About this exercise ▸ Each of the entries beneath this task should be written out exactly.

[Records from a data collection]
• • • • •
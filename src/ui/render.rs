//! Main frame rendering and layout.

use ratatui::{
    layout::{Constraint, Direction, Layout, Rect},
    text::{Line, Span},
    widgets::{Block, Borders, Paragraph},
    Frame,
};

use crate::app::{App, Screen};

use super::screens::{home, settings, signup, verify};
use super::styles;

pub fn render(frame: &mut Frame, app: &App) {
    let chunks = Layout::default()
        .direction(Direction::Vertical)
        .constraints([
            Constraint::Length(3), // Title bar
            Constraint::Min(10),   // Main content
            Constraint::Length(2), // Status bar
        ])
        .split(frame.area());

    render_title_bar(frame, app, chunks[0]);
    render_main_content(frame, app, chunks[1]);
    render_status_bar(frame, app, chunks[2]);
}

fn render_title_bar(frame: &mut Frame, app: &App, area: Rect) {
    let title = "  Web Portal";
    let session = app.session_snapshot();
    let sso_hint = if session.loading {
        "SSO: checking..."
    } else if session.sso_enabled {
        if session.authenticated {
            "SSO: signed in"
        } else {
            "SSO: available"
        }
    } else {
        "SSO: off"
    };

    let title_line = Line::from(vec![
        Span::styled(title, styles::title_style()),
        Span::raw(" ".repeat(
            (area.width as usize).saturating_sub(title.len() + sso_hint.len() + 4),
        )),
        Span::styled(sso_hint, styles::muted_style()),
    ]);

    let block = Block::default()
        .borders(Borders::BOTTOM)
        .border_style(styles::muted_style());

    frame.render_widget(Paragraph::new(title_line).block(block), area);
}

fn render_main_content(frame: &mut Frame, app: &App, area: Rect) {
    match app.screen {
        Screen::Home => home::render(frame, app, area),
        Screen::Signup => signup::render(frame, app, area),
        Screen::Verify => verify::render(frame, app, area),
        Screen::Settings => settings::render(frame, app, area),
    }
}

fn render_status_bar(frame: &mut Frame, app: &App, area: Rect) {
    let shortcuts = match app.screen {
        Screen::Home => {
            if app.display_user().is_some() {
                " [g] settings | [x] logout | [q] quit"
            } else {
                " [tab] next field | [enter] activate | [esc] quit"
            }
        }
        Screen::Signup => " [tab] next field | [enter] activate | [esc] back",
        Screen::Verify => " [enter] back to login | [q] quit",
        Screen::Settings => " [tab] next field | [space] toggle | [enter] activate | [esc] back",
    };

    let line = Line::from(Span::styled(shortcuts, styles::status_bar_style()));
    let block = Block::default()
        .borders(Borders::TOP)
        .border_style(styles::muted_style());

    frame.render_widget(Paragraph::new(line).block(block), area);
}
• • • • •
Solution below ▸
filename src/ui/render.rs
//! Main frame rendering and layout.

use ratatui::{
    layout::{Constraint, Direction, Layout, Rect},
    text::{Line, Span},
    widgets::{Block, Borders, Paragraph},
    Frame,
};

use crate::app::{App, Screen};

use super::screens::{home, settings, signup, verify};
use super::styles;

pub fn render(frame: &mut Frame, app: &App) {
    let chunks = Layout::default()
        .direction(Direction::Vertical)
        .constraints([
            Constraint::Length(3), // Title bar
            Constraint::Min(10),   // Main content
            Constraint::Length(2), // Status bar
        ])
        .split(frame.area());

    render_title_bar(frame, app, chunks[0]);
    render_main_content(frame, app, chunks[1]);
    render_status_bar(frame, app, chunks[2]);
}

fn render_title_bar(frame: &mut Frame, app: &App, area: Rect) {
    let title = "  Web Portal";
    let session = app.session_snapshot();
    let sso_hint = if session.loading {
        "SSO: checking..."
    } else if session.sso_enabled {
        if session.authenticated {
            "SSO: signed in"
        } else {
            "SSO: available"
        }
    } else {
        "SSO: off"
    };

    let title_line = Line::from(vec![
        Span::styled(title, styles::title_style()),
        Span::raw(" ".repeat(
            (area.width as usize).saturating_sub(title.len() + sso_hint.len() + 4),
        )),
        Span::styled(sso_hint, styles::muted_style()),
    ]);

    let block = Block::default()
        .borders(Borders::BOTTOM)
        .border_style(styles::muted_style());

    frame.render_widget(Paragraph::new(title_line).block(block), area);
}

fn render_main_content(frame: &mut Frame, app: &App, area: Rect) {
    match app.screen {
        Screen::Home => home::render(frame, app, area),
        Screen::Signup => signup::render(frame, app, area),
        Screen::Verify => verify::render(frame, app, area),
        Screen::Settings => settings::render(frame, app, area),
    }
}

fn render_status_bar(frame: &mut Frame, app: &App, area: Rect) {
    let shortcuts = match app.screen {
        Screen::Home => {
            if app.display_user().is_some() {
                " [g] settings | [x] logout | [q] quit"
            } else {
                " [tab] next field | [enter] activate | [esc] quit"
            }
        }
        Screen::Signup => " [tab] next field | [enter] activate | [esc] back",
        Screen::Verify => " [enter] back to login | [q] quit",
        Screen::Settings => " [tab] next field | [space] toggle | [enter] activate | [esc] back",
    };

    let line = Line::from(Span::styled(shortcuts, styles::status_bar_style()));
    let block = Block::default()
        .borders(Borders::TOP)
        .border_style(styles::muted_style());

    frame.render_widget(Paragraph::new(line).block(block), area);
}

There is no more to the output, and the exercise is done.